» PROBLEM TO SOLVE
From the first line to the last, write out the data below exactly.
━━━ DATA SHOWN ━━━
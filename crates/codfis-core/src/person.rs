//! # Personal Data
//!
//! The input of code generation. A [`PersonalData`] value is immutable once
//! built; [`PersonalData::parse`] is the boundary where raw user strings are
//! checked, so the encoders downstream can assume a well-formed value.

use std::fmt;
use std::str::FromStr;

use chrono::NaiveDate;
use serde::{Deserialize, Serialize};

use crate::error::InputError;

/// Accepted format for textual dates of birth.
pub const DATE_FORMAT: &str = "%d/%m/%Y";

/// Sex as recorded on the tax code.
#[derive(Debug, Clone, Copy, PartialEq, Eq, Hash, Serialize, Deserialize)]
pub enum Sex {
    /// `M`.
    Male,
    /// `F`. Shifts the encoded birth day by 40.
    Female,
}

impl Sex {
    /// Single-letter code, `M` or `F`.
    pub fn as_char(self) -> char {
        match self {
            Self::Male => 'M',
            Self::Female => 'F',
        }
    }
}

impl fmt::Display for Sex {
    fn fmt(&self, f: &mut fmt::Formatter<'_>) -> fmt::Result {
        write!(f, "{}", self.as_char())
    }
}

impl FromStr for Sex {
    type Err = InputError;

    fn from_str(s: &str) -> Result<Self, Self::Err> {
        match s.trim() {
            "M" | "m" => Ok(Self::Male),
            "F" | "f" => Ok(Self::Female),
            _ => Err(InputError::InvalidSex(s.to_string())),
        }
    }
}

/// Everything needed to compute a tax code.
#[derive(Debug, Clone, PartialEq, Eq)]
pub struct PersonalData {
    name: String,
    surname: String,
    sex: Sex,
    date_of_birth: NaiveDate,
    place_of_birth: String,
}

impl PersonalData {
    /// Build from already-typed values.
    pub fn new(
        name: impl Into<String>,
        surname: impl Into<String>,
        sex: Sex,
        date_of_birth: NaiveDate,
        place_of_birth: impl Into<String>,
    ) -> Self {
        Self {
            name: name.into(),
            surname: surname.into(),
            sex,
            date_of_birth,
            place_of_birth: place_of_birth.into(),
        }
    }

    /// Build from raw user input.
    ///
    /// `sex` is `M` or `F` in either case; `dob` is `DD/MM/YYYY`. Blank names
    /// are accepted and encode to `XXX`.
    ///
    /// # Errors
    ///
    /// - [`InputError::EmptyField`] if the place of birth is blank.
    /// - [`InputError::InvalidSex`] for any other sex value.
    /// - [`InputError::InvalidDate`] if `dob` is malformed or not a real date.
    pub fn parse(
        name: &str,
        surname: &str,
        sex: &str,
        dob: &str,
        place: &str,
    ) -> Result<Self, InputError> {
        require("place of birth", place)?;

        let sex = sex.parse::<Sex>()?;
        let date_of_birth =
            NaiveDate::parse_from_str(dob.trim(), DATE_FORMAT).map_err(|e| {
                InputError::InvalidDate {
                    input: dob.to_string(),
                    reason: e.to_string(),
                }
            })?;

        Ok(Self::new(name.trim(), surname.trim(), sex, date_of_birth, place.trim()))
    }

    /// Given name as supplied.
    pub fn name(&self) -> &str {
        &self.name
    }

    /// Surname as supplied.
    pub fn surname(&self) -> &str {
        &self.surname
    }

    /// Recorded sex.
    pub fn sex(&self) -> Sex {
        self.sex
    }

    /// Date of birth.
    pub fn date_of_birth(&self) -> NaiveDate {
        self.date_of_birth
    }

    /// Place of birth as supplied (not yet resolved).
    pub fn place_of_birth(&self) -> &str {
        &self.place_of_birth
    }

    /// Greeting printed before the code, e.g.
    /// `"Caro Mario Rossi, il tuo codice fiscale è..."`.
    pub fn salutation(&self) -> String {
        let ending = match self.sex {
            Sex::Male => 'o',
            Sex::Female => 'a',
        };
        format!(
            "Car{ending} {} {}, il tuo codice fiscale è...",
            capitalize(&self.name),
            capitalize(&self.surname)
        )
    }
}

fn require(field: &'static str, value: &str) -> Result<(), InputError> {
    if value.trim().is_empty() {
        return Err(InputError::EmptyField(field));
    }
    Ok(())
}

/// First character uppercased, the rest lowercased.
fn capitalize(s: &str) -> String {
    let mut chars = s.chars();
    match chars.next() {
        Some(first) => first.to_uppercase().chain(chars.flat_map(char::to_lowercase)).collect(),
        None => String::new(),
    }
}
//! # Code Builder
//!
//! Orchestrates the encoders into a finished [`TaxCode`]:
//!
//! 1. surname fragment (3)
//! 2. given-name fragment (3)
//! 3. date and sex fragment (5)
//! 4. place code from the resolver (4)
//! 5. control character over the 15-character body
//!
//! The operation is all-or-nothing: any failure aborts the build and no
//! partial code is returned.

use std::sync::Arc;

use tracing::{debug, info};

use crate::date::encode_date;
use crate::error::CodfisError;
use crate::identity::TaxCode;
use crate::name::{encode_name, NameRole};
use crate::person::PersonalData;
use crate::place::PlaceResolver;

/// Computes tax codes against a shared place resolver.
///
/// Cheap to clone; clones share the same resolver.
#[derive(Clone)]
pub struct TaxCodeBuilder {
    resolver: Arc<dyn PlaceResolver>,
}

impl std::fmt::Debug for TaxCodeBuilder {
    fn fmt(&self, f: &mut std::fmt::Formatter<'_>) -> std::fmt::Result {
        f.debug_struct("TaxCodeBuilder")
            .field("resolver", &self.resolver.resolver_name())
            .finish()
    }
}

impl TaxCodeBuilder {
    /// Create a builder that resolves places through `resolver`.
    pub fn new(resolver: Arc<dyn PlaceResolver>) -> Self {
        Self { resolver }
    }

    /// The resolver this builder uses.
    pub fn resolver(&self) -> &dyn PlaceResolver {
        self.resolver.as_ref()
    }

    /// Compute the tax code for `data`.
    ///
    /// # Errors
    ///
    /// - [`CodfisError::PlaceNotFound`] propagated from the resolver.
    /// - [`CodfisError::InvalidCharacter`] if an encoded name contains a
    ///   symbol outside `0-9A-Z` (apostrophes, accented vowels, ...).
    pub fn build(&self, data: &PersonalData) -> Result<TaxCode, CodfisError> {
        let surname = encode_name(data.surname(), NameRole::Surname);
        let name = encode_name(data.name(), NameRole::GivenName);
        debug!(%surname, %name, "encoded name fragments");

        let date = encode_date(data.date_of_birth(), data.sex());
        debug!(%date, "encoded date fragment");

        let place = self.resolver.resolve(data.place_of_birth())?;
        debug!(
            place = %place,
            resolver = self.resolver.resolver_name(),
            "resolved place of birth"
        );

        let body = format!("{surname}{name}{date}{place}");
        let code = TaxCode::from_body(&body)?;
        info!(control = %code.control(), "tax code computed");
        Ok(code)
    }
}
━━━
» YOUR SOLUTION
filename crates/codfis-core/src/person.rs
//! # Personal Data
//!
//! The input of code generation. A [`PersonalData`] value is immutable once
//! built; [`PersonalData::parse`] is the boundary where raw user strings are
//! checked, so the encoders downstream can assume a well-formed value.

use std::fmt;
use std::str::FromStr;

use chrono::NaiveDate;
use serde::{Deserialize, Serialize};

use crate::error::InputError;

/// Accepted format for textual dates of birth.
pub const DATE_FORMAT: &str = "%d/%m/%Y";

/// Sex as recorded on the tax code.
#[derive(Debug, Clone, Copy, PartialEq, Eq, Hash, Serialize, Deserialize)]
pub enum Sex {
    /// `M`.
    Male,
    /// `F`. Shifts the encoded birth day by 40.
    Female,
}

impl Sex {
    /// Single-letter code, `M` or `F`.
    pub fn as_char(self) -> char {
        match self {
            Self::Male => 'M',
            Self::Female => 'F',
        }
    }
}

impl fmt::Display for Sex {
    fn fmt(&self, f: &mut fmt::Formatter<'_>) -> fmt::Result {
        write!(f, "{}", self.as_char())
    }
}

impl FromStr for Sex {
    type Err = InputError;

    fn from_str(s: &str) -> Result<Self, Self::Err> {
        match s.trim() {
            "M" | "m" => Ok(Self::Male),
            "F" | "f" => Ok(Self::Female),
            _ => Err(InputError::InvalidSex(s.to_string())),
        }
    }
}

/// Everything needed to compute a tax code.
#[derive(Debug, Clone, PartialEq, Eq)]
pub struct PersonalData {
    name: String,
    surname: String,
    sex: Sex,
    date_of_birth: NaiveDate,
    place_of_birth: String,
}

impl PersonalData {
    /// Build from already-typed values.
    pub fn new(
        name: impl Into<String>,
        surname: impl Into<String>,
        sex: Sex,
        date_of_birth: NaiveDate,
        place_of_birth: impl Into<String>,
    ) -> Self {
        Self {
            name: name.into(),
            surname: surname.into(),
            sex,
            date_of_birth,
            place_of_birth: place_of_birth.into(),
        }
    }

    /// Build from raw user input.
    ///
    /// `sex` is `M` or `F` in either case; `dob` is `DD/MM/YYYY`. Blank names
    /// are accepted and encode to `XXX`.
    ///
    /// # Errors
    ///
    /// - [`InputError::EmptyField`] if the place of birth is blank.
    /// - [`InputError::InvalidSex`] for any other sex value.
    /// - [`InputError::InvalidDate`] if `dob` is malformed or not a real date.
    pub fn parse(
        name: &str,
        surname: &str,
        sex: &str,
        dob: &str,
        place: &str,
    ) -> Result<Self, InputError> {
        require("place of birth", place)?;

        let sex = sex.parse::<Sex>()?;
        let date_of_birth =
            NaiveDate::parse_from_str(dob.trim(), DATE_FORMAT).map_err(|e| {
                InputError::InvalidDate {
                    input: dob.to_string(),
                    reason: e.to_string(),
                }
            })?;

        Ok(Self::new(name.trim(), surname.trim(), sex, date_of_birth, place.trim()))
    }

    /// Given name as supplied.
    pub fn name(&self) -> &str {
        &self.name
    }

    /// Surname as supplied.
    pub fn surname(&self) -> &str {
        &self.surname
    }

    /// Recorded sex.
    pub fn sex(&self) -> Sex {
        self.sex
    }

    /// Date of birth.
    pub fn date_of_birth(&self) -> NaiveDate {
        self.date_of_birth
    }

    /// Place of birth as supplied (not yet resolved).
    pub fn place_of_birth(&self) -> &str {
        &self.place_of_birth
    }

    /// Greeting printed before the code, e.g.
    /// `"Caro Mario Rossi, il tuo codice fiscale è..."`.
    pub fn salutation(&self) -> String {
        let ending = match self.sex {
            Sex::Male => 'o',
            Sex::Female => 'a',
        };
        format!(
            "Car{ending} {} {}, il tuo codice fiscale è...",
            capitalize(&self.name),
            capitalize(&self.surname)
        )
    }
}

fn require(field: &'static str, value: &str) -> Result<(), InputError> {
    if value.trim().is_empty() {
        return Err(InputError::EmptyField(field));
    }
    Ok(())
}

/// First character uppercased, the rest lowercased.
fn capitalize(s: &str) -> String {
    let mut chars = s.chars();
    match chars.next() {
        Some(first) => first.to_uppercase().chain(chars.flat_map(char::to_lowercase)).collect(),
        None => String::new(),
    }
}
//! # Code Builder
//!
//! Orchestrates the encoders into a finished [`TaxCode`]:
//!
//! 1. surname fragment (3)
//! 2. given-name fragment (3)
//! 3. date and sex fragment (5)
//! 4. place code from the resolver (4)
//! 5. control character over the 15-character body
//!
//! The operation is all-or-nothing: any failure aborts the build and no
//! partial code is returned.

use std::sync::Arc;

use tracing::{debug, info};

use crate::date::encode_date;
use crate::error::CodfisError;
use crate::identity::TaxCode;
use crate::name::{encode_name, NameRole};
use crate::person::PersonalData;
use crate::place::PlaceResolver;

/// Computes tax codes against a shared place resolver.
///
/// Cheap to clone; clones share the same resolver.
#[derive(Clone)]
pub struct TaxCodeBuilder {
    resolver: Arc<dyn PlaceResolver>,
}

impl std::fmt::Debug for TaxCodeBuilder {
    fn fmt(&self, f: &mut std::fmt::Formatter<'_>) -> std::fmt::Result {
        f.debug_struct("TaxCodeBuilder")
            .field("resolver", &self.resolver.resolver_name())
            .finish()
    }
}

impl TaxCodeBuilder {
    /// Create a builder that resolves places through `resolver`.
    pub fn new(resolver: Arc<dyn PlaceResolver>) -> Self {
        Self { resolver }
    }

    /// The resolver this builder uses.
    pub fn resolver(&self) -> &dyn PlaceResolver {
        self.resolver.as_ref()
    }

    /// Compute the tax code for `data`.
    ///
    /// # Errors
    ///
    /// - [`CodfisError::PlaceNotFound`] propagated from the resolver.
    /// - [`CodfisError::InvalidCharacter`] if an encoded name contains a
    ///   symbol outside `0-9A-Z` (apostrophes, accented vowels, ...).
    pub fn build(&self, data: &PersonalData) -> Result<TaxCode, CodfisError> {
        let surname = encode_name(data.surname(), NameRole::Surname);
        let name = encode_name(data.name(), NameRole::GivenName);
        debug!(%surname, %name, "encoded name fragments");

        let date = encode_date(data.date_of_birth(), data.sex());
        debug!(%date, "encoded date fragment");

        let place = self.resolver.resolve(data.place_of_birth())?;
        debug!(
            place = %place,
            resolver = self.resolver.resolver_name(),
            "resolved place of birth"
        );

        let body = format!("{surname}{name}{date}{place}");
        let code = TaxCode::from_body(&body)?;
        info!(control = %code.control(), "tax code computed");
        Ok(code)
    }
}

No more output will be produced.